Show, in full, each line of the data that contains "sample".

☆ ☆ ☆

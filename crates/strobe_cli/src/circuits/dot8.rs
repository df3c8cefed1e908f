//! `Dot8` — an eight-lane signed fixed-point dot product.
//!
//! Each lane multiplies a Q8.8 coefficient `io_a_<i>` with a Q8.8 sample
//! `io_b_<i>`. Products are formed sign-magnitude at 32 bits, rescaled by
//! an arithmetic shift of 8, accumulated at 24 bits, and truncated to the
//! 16-bit `sum` wire. The `acc` register commits `sum` on each clock and
//! feeds the `io_out` output; `io_wa`/`io_wb` are don't-care outputs filled
//! from the instance generator. Reset clears `acc` — that choice is this
//! circuit's contract, not the runtime's.

use strobe_common::Bits;
use strobe_sim::{CircuitBehavior, EvalContext, SignalDecl, SignalRole};

/// Lane count.
const LANES: usize = 8;

/// Coefficient/sample input name pairs, one per lane.
const LANE_NAMES: [(&str, &str); LANES] = [
    ("io_a_0", "io_b_0"),
    ("io_a_1", "io_b_1"),
    ("io_a_2", "io_b_2"),
    ("io_a_3", "io_b_3"),
    ("io_a_4", "io_b_4"),
    ("io_a_5", "io_b_5"),
    ("io_a_6", "io_b_6"),
    ("io_a_7", "io_b_7"),
];

// Signal indices; inputs occupy 0..16 in lane order.
const SUM: usize = 16;
const ACC: usize = 17;
const IO_OUT: usize = 18;
const IO_WA: usize = 19;
const IO_WB: usize = 20;

fn lane_a(lane: usize) -> usize {
    lane * 2
}

fn lane_b(lane: usize) -> usize {
    lane * 2 + 1
}

fn zero(width: u32) -> Bits {
    Bits::new(width).expect("constant widths are nonzero")
}

/// The eight-lane dot product circuit.
pub struct Dot8;

impl CircuitBehavior for Dot8 {
    fn kind(&self) -> &'static str {
        "Dot8"
    }

    fn declare_signals(&self) -> Vec<SignalDecl> {
        let mut decls = Vec::with_capacity(21);
        for (a, b) in LANE_NAMES {
            decls.push(SignalDecl::new(a, 16, SignalRole::Input));
            decls.push(SignalDecl::new(b, 16, SignalRole::Input));
        }
        decls.push(SignalDecl::new("sum", 16, SignalRole::Wire));
        decls.push(SignalDecl::new("acc", 16, SignalRole::Register));
        decls.push(SignalDecl::new("io_out", 16, SignalRole::Output));
        decls.push(SignalDecl::new("io_wa", 16, SignalRole::Output));
        decls.push(SignalDecl::new("io_wb", 16, SignalRole::Output));
        decls
    }

    fn evaluate_combinational(&self, cx: &mut EvalContext<'_>, _reset: bool) {
        let mut total = zero(24);
        for lane in 0..LANES {
            let a = cx.value(lane_a(lane));
            let b = cx.value(lane_b(lane));
            let a_neg = a.sign_bit();
            let b_neg = b.sign_bit();
            let a_mag = if a_neg { a.neg(16) } else { a.clone() };
            let b_mag = if b_neg { b.neg(16) } else { b.clone() };
            let mut product = a_mag.mul(&b_mag, 32);
            if a_neg ^ b_neg {
                product = product.neg(32);
            }
            let term = product.asr(8).truncate(24);
            total = total.add(&term, 24);
        }
        cx.set(SUM, total.truncate(16));
        cx.set(IO_OUT, cx.value(ACC).clone());
        cx.fill_random(IO_WA);
        cx.fill_random(IO_WB);
    }

    fn commit_sequential(&self, cx: &mut EvalContext<'_>, reset: bool) {
        if reset {
            cx.set(ACC, zero(16));
        } else {
            cx.set(ACC, cx.value(SUM).clone());
        }
    }
}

☆ ☆ ☆

### Your response
//! Each lane multiplies a Q8.8 coefficient `io_a_<i>` with a Q8.8 sample
/// Coefficient/sample input name pairs, one per lane.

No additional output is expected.